> **ACTIVITY**
Number of lines with the string "value" in the entries below: report it, and nothing besides.

------ MATERIAL FOR THE TASK

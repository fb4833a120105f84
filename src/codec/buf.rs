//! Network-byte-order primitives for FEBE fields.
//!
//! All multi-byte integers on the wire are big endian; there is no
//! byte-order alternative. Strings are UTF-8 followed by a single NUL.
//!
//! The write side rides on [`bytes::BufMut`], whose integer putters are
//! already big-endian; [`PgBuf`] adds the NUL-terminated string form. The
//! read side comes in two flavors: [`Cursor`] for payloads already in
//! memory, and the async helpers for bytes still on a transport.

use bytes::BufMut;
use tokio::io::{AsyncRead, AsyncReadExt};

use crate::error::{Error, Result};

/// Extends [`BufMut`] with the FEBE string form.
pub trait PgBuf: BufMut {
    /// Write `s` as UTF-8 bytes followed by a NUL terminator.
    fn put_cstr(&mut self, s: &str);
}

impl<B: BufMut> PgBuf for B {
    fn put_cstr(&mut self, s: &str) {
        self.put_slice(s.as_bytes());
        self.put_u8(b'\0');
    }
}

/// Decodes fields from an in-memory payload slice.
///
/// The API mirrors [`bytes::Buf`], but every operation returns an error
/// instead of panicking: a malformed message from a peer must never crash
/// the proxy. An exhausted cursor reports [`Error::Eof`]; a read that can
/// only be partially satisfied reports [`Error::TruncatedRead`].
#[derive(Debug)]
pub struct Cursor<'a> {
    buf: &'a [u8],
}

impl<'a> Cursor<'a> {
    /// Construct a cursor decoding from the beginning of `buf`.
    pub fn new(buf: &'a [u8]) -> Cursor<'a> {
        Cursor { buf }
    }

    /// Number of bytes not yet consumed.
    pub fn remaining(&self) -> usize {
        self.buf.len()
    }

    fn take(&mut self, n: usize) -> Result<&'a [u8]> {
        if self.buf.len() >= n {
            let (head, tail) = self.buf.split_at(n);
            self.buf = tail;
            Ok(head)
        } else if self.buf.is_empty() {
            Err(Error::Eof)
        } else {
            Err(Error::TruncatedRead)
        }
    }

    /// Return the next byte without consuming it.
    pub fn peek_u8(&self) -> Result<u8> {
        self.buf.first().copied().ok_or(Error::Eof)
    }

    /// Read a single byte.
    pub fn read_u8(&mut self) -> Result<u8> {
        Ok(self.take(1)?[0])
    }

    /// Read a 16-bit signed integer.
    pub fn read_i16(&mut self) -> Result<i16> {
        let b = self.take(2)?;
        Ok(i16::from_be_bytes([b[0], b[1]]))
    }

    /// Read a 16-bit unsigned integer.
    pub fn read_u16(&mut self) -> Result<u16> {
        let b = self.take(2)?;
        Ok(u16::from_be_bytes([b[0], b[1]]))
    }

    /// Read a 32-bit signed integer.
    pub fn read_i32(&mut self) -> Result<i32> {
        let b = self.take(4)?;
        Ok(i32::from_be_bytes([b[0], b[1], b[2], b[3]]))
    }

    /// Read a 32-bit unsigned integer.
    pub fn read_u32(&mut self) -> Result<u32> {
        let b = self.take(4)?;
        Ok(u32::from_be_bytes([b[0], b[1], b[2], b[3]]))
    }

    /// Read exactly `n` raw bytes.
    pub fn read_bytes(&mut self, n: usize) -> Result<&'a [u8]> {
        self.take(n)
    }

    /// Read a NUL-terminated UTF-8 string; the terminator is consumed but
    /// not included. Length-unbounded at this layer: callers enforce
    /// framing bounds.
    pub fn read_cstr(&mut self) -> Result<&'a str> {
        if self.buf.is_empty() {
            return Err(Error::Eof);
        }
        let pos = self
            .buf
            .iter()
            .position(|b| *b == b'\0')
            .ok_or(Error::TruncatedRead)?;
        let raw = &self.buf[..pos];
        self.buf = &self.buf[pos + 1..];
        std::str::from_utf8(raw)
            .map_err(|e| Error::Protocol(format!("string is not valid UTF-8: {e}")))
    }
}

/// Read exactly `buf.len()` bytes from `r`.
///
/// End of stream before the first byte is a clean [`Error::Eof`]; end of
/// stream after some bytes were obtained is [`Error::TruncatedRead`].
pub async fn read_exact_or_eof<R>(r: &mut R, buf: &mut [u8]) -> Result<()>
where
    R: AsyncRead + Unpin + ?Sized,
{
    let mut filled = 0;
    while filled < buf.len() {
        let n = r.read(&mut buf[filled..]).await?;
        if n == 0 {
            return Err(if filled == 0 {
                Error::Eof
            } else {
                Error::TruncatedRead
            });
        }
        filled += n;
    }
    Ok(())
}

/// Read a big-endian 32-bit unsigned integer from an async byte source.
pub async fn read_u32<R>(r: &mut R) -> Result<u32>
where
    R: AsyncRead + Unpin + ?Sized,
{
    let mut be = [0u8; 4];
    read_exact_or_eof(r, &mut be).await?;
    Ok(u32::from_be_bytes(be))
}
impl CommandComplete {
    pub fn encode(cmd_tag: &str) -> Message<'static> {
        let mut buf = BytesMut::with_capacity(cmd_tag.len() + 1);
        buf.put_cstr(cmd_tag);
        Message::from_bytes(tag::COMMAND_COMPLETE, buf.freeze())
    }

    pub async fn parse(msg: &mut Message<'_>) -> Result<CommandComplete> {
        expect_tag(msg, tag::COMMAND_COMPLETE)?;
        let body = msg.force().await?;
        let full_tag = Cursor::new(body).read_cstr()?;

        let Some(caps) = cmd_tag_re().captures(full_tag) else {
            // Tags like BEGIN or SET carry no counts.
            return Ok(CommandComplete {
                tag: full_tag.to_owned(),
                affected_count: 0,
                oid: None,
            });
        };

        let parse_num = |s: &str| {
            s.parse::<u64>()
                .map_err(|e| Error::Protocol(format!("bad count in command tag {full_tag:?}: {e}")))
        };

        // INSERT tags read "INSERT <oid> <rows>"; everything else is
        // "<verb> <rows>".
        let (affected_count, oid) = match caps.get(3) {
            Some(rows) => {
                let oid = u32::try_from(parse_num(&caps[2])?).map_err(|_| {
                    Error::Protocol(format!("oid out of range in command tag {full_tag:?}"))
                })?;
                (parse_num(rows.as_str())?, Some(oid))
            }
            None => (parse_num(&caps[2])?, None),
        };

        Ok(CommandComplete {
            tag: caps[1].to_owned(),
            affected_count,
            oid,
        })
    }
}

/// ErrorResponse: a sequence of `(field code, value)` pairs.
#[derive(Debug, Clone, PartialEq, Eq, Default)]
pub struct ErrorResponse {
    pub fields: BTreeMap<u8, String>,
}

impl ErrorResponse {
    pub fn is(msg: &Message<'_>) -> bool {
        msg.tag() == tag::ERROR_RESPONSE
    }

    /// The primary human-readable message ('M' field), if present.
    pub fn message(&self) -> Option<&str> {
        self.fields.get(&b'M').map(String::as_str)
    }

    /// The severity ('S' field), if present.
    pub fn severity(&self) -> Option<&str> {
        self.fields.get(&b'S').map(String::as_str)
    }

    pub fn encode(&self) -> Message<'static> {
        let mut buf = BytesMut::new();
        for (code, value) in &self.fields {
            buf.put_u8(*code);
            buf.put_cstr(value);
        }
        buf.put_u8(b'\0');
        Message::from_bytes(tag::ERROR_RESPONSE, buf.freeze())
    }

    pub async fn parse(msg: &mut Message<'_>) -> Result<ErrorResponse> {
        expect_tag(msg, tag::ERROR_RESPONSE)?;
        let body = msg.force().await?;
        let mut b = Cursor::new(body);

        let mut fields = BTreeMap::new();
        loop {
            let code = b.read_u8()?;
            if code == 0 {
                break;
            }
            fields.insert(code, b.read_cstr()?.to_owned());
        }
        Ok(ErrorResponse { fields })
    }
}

------------

> **SOLUTION**
3